Assigned task: Look below for the line that has "let collection: SharedCollection". Set down the lines from there through the line that has "not ready after", exactly as written.

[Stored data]
* * * *

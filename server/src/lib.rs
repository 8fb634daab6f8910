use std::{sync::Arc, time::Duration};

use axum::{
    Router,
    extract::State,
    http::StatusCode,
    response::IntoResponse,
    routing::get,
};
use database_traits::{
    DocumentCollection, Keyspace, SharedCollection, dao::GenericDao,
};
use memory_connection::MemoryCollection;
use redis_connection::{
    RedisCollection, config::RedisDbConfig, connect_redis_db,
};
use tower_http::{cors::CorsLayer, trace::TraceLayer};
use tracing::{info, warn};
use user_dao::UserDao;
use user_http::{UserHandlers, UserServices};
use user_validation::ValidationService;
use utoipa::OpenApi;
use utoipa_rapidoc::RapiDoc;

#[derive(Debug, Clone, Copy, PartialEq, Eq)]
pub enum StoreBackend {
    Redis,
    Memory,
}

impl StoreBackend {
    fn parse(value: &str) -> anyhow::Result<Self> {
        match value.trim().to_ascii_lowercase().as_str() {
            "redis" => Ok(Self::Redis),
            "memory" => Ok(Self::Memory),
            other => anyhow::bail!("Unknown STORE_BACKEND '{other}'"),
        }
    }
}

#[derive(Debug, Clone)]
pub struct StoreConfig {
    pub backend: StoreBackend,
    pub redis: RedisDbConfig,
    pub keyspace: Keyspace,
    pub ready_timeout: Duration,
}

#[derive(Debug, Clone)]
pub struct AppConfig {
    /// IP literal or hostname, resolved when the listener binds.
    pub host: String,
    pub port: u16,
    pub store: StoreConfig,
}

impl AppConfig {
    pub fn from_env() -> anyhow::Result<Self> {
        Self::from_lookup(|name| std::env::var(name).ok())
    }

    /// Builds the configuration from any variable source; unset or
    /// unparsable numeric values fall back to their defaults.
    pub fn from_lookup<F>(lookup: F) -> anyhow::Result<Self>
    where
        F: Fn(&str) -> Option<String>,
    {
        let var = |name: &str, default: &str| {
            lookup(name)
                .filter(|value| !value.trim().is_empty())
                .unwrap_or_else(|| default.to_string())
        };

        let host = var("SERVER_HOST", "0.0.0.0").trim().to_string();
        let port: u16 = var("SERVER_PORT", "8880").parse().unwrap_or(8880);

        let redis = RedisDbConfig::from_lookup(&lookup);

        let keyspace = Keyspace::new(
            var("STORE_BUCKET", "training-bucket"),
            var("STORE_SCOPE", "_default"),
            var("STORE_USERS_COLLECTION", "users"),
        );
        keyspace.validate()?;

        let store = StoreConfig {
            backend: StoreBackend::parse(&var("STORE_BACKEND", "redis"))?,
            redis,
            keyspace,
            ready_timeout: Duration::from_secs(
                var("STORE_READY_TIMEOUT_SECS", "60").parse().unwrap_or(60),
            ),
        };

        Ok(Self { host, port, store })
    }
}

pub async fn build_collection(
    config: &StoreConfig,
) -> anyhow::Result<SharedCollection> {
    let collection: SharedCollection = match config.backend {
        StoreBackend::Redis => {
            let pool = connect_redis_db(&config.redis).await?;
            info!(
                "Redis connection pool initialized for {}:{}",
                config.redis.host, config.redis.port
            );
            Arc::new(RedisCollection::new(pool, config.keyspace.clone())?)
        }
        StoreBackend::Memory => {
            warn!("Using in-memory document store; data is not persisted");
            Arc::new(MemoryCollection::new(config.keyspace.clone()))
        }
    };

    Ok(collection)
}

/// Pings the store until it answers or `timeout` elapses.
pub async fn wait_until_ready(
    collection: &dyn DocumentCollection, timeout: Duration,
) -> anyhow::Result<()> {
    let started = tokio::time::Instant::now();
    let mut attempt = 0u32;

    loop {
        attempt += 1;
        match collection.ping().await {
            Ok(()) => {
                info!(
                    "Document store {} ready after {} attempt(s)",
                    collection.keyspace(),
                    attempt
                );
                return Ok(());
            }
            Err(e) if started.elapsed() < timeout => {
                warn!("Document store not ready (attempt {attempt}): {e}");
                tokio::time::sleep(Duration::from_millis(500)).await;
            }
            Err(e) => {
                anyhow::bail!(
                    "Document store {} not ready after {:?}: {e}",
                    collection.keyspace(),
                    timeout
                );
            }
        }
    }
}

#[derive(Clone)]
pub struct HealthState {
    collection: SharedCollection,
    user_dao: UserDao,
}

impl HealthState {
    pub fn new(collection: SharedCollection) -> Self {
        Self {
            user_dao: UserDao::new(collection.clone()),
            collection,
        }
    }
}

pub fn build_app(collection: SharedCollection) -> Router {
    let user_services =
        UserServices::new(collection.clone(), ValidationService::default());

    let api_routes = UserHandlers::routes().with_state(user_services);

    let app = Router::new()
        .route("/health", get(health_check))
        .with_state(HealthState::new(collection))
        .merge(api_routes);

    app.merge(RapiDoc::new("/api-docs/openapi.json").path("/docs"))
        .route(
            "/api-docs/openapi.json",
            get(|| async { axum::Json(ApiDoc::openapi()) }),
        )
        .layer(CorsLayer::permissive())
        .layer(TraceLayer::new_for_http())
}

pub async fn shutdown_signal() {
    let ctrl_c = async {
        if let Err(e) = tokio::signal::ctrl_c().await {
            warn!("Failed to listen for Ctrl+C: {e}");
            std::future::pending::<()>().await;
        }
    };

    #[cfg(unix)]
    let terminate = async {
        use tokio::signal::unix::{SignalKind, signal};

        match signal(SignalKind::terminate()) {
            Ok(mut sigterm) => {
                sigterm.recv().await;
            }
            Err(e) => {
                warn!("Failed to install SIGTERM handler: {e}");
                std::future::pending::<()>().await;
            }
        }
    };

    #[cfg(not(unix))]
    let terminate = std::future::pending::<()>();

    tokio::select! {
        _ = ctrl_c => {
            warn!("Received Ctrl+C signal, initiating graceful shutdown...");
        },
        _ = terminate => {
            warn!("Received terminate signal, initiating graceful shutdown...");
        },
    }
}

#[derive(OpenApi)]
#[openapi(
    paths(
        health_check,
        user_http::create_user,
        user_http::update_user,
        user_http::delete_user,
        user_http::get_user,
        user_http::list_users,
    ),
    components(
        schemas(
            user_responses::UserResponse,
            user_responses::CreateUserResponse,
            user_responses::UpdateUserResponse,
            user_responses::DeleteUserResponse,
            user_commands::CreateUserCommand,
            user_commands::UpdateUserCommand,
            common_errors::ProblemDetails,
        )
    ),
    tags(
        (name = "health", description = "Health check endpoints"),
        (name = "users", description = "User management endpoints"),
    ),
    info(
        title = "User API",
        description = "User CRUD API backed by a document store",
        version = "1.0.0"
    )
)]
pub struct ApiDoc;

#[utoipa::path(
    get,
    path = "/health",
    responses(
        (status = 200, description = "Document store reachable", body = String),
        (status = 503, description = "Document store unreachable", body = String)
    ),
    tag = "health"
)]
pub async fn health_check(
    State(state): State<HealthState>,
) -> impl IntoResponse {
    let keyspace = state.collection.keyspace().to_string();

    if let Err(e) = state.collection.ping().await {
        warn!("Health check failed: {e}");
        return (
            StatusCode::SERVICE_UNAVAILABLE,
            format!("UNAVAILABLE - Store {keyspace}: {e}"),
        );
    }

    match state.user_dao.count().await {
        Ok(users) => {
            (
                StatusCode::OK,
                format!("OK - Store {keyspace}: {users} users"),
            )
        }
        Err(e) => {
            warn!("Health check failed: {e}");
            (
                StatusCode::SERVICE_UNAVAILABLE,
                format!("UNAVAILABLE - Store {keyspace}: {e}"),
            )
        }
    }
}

* * * *

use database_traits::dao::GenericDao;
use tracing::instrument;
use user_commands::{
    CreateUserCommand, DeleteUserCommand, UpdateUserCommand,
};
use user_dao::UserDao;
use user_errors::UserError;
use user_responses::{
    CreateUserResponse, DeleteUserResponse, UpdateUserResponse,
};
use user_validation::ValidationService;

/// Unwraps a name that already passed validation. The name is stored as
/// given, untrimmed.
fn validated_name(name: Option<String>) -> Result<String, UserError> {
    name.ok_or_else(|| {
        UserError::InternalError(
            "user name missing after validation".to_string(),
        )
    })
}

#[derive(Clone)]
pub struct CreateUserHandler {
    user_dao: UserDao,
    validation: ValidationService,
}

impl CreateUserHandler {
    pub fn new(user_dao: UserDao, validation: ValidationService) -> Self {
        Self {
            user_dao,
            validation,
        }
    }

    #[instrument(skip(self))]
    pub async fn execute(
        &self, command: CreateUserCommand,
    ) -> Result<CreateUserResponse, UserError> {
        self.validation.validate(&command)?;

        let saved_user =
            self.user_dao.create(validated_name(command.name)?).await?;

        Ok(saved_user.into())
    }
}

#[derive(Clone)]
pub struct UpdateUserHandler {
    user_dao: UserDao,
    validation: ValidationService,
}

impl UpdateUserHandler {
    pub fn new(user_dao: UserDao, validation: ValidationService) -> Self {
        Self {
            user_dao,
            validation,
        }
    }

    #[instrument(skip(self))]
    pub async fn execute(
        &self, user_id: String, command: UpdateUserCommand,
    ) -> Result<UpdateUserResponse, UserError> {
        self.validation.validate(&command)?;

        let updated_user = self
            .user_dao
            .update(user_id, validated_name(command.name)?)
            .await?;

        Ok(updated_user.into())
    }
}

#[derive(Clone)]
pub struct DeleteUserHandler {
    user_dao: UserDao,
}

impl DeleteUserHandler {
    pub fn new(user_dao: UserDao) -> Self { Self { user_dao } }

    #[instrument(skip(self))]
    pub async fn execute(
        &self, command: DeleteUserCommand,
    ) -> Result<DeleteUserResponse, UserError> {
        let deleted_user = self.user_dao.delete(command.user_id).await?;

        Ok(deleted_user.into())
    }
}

* * * *

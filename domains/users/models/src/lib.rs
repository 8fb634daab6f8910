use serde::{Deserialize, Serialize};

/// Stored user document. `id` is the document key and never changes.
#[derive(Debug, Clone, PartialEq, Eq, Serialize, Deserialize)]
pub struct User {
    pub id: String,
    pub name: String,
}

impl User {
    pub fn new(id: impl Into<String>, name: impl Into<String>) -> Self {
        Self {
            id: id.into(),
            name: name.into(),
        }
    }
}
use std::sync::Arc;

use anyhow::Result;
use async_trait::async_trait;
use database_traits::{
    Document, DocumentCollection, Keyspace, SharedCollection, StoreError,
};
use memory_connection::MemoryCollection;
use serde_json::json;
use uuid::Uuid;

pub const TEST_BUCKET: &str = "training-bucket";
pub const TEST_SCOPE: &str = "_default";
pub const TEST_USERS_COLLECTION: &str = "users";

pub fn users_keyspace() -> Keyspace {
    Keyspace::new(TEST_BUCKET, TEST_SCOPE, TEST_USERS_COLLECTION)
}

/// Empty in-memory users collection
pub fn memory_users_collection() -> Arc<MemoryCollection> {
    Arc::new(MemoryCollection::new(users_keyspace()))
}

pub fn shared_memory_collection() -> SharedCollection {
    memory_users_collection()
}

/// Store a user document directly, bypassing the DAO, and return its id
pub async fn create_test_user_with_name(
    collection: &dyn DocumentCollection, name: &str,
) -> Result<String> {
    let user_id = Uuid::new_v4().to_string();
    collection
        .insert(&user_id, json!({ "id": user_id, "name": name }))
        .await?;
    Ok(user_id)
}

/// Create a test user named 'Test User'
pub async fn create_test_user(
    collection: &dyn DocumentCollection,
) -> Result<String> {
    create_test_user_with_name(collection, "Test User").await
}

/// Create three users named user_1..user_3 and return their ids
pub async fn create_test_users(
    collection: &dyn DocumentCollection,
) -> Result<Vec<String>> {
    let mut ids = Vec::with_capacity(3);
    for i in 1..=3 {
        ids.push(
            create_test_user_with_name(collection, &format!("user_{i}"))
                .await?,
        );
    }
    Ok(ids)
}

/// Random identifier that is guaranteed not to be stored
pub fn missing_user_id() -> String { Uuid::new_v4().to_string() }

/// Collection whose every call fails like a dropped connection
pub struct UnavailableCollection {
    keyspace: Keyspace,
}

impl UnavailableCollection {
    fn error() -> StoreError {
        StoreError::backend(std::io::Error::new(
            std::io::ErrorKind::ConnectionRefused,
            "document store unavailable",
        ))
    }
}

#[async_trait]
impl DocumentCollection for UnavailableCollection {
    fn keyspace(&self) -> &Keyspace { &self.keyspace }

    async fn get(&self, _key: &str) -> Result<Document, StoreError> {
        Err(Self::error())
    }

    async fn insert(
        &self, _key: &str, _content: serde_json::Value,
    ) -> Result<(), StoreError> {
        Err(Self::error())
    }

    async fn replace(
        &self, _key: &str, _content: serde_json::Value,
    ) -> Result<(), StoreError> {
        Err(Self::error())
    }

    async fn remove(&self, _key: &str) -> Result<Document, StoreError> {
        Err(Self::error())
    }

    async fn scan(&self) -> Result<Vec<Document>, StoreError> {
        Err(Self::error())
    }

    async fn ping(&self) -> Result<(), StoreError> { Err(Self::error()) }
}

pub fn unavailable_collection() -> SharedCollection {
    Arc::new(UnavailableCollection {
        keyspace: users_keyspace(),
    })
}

* * * *

Solution to the exercise:
    let collection: SharedCollection = match config.backend {
        StoreBackend::Redis => {
            let pool = connect_redis_db(&config.redis).await?;
            info!(
                "Redis connection pool initialized for {}:{}",
                config.redis.host, config.redis.port
            );
            Arc::new(RedisCollection::new(pool, config.keyspace.clone())?)
        }
        StoreBackend::Memory => {
            warn!("Using in-memory document store; data is not persisted");
            Arc::new(MemoryCollection::new(config.keyspace.clone()))
        }
    };

    Ok(collection)
}

/// Pings the store until it answers or `timeout` elapses.
pub async fn wait_until_ready(
    collection: &dyn DocumentCollection, timeout: Duration,
) -> anyhow::Result<()> {
    let started = tokio::time::Instant::now();
    let mut attempt = 0u32;

    loop {
        attempt += 1;
        match collection.ping().await {
            Ok(()) => {
                info!(
                    "Document store {} ready after {} attempt(s)",
                    collection.keyspace(),
                    attempt
                );
                return Ok(());
            }
            Err(e) if started.elapsed() < timeout => {
                warn!("Document store not ready (attempt {attempt}): {e}");
                tokio::time::sleep(Duration::from_millis(500)).await;
            }
            Err(e) => {
                anyhow::bail!(
                    "Document store {} not ready after {:?}: {e}",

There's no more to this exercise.